++++ Data to use ++++

//! Dynamic fan-in of many channels into one.

use crossbeam_channel::{bounded, select, Receiver, Sender};
use parking_lot::Mutex;
use std::sync::atomic::{AtomicUsize, Ordering};
use std::sync::Arc;
use std::thread::{self, JoinHandle};
use tracing::{error, warn};

/// Merges any number of input channels into one output.
///
/// Inputs can be added at any time until [`Funnel::close`]. The output
/// disconnects once the funnel is closed and every input added before that
/// has been drained. Forwarding blocks on the output, so a slow consumer
/// slows every input. [`Funnel::shutdown`] abandons undelivered items and
/// waits for every forwarder.
pub struct Funnel<T> {
    /// Held until `close`; each forwarder owns a clone.
    sender: Mutex<Option<Sender<T>>>,
    output: Receiver<T>,
    /// Dropped by `shutdown`, which wakes every forwarder.
    stop: Mutex<Option<Sender<()>>>,
    stopped: Receiver<()>,
    forwarders: Mutex<Vec<JoinHandle<()>>>,
    active: Arc<AtomicUsize>,
}

impl<T: Send + 'static> Funnel<T> {
    pub fn new() -> Self {
        let (sender, output) = bounded(0);
        let (stop, stopped) = bounded(0);
        Self {
            sender: Mutex::new(Some(sender)),
            output,
            stop: Mutex::new(Some(stop)),
            stopped,
            forwarders: Mutex::new(Vec::new()),
            active: Arc::new(AtomicUsize::new(0)),
        }
    }

    /// Start forwarding `source` into the output until it disconnects.
    ///
    /// Returns `false`, dropping `source`, if the funnel is already closed.
    pub fn add_channel(&self, source: Receiver<T>) -> bool {
        let Some(sender) = self.sender.lock().as_ref().cloned() else {
            return false;
        };

        self.active.fetch_add(1, Ordering::SeqCst);
        let active = Arc::clone(&self.active);
        let stopped = self.stopped.clone();
        let spawned = thread::Builder::new()
            .name("funnel-input".into())
            .spawn(move || {
                loop {
                    let item = select! {
                        recv(source) -> item => item.ok(),
                        recv(stopped) -> _ => None,
                    };
                    let Some(item) = item else {
                        break;
                    };
                    let delivered = select! {
                        send(sender, item) -> sent => sent.is_ok(),
                        recv(stopped) -> _ => false,
                    };
                    if !delivered {
                        break;
                    }
                }
                active.fetch_sub(1, Ordering::SeqCst);
            });
        match spawned {
            Ok(handle) => {
                let mut forwarders = self.forwarders.lock();
                forwarders.retain(|h| !h.is_finished());
                forwarders.push(handle);
                true
            }
            Err(e) => {
                self.active.fetch_sub(1, Ordering::SeqCst);
                warn!(error = %e, "failed to spawn funnel forwarder");
                false
            }
        }
    }

    /// The merged stream. Clones share the same items.
    pub fn output(&self) -> Receiver<T> {
        self.output.clone()
    }

    /// Stop accepting inputs. Idempotent.
    pub fn close(&self) {
        self.sender.lock().take();
    }

    /// Close, drop whatever is still in flight, and join every forwarder.
    pub fn shutdown(&self) {
        self.close();
        self.stop.lock().take();
        let forwarders: Vec<_> = self.forwarders.lock().drain(..).collect();
        for handle in forwarders {
            if handle.join().is_err() {
                error!("funnel forwarder panicked");
            }
        }
    }

    pub fn is_closed(&self) -> bool {
        self.sender.lock().is_none()
    }

    /// Inputs still being forwarded.
    pub fn active_inputs(&self) -> usize {
        self.active.load(Ordering::SeqCst)
    }
}

impl<T: Send + 'static> Default for Funnel<T> {
    fn default() -> Self {
        Self::new()
    }
}

#[cfg(test)]
mod tests {
    use super::*;
    use std::collections::BTreeSet;
    use std::time::Duration;

    fn source(items: impl IntoIterator<Item = u32>) -> Receiver<u32> {
        let items: Vec<u32> = items.into_iter().collect();
        let (tx, rx) = bounded(0);
        thread::spawn(move || {
            for item in items {
                tx.send(item).unwrap();
            }
        });
        rx
    }

    #[test]
    fn test_merges_inputs_added_while_consuming() {
        let funnel = Funnel::new();
        let output = funnel.output();
        assert!(funnel.add_channel(source(10..20)));
        assert!(funnel.add_channel(source(20..25)));

        let mut seen = Vec::new();
        seen.push(output.recv_timeout(Duration::from_secs(5)).unwrap());

        assert!(funnel.add_channel(source(30..37)));
        funnel.close();

        while let Ok(item) = output.recv_timeout(Duration::from_secs(5)) {
            seen.push(item);
        }

        let expected: Vec<u32> = (10..20).chain(20..25).chain(30..37).collect();
        assert_eq!(seen.len(), expected.len());
        let seen: BTreeSet<_> = seen.into_iter().collect();
        assert_eq!(seen, expected.into_iter().collect());
    }

    #[test]
    fn test_add_after_close_is_noop() {
        let funnel: Funnel<u32> = Funnel::new();
        let output = funnel.output();
        funnel.close();
        funnel.close();
        assert!(!funnel.add_channel(source(1..3)));
        assert!(output.recv_timeout(Duration::from_secs(5)).is_err());
        assert!(funnel.is_closed());
    }

    #[test]
    fn test_output_stays_open_while_inputs_run() {
        let funnel = Funnel::new();
        let output = funnel.output();
        let (tx, rx) = bounded(0);
        funnel.add_channel(rx);
        funnel.close();

        tx.send(5u32).unwrap();
        assert_eq!(output.recv_timeout(Duration::from_secs(5)).unwrap(), 5);
        assert_eq!(funnel.active_inputs(), 1);
        drop(tx);
        assert!(output.recv_timeout(Duration::from_secs(5)).is_err());
    }

    #[test]
    fn test_shutdown_releases_blocked_forwarders() {
        let funnel = Funnel::new();
        let _output = funnel.output();

        // Nobody reads the output, so this forwarder blocks on delivery.
        let (full_tx, full_rx) = bounded(4);
        for i in 0..4u32 {
            full_tx.send(i).unwrap();
        }
        assert!(funnel.add_channel(full_rx));

        // And this one waits on an input that never ends.
        let (_idle_tx, idle_rx) = bounded::<u32>(0);
        assert!(funnel.add_channel(idle_rx));
        assert_eq!(funnel.active_inputs(), 2);

        funnel.shutdown();
        assert_eq!(funnel.active_inputs(), 0);
        assert!(funnel.is_closed());
        assert!(!funnel.add_channel(source(1..3)));
    }
}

++++

§ How to complete this task
Find the lines above that contain the word "sync" and copy each one.

§ Your response
use std::sync::atomic::{AtomicUsize, Ordering};
use std::sync::Arc;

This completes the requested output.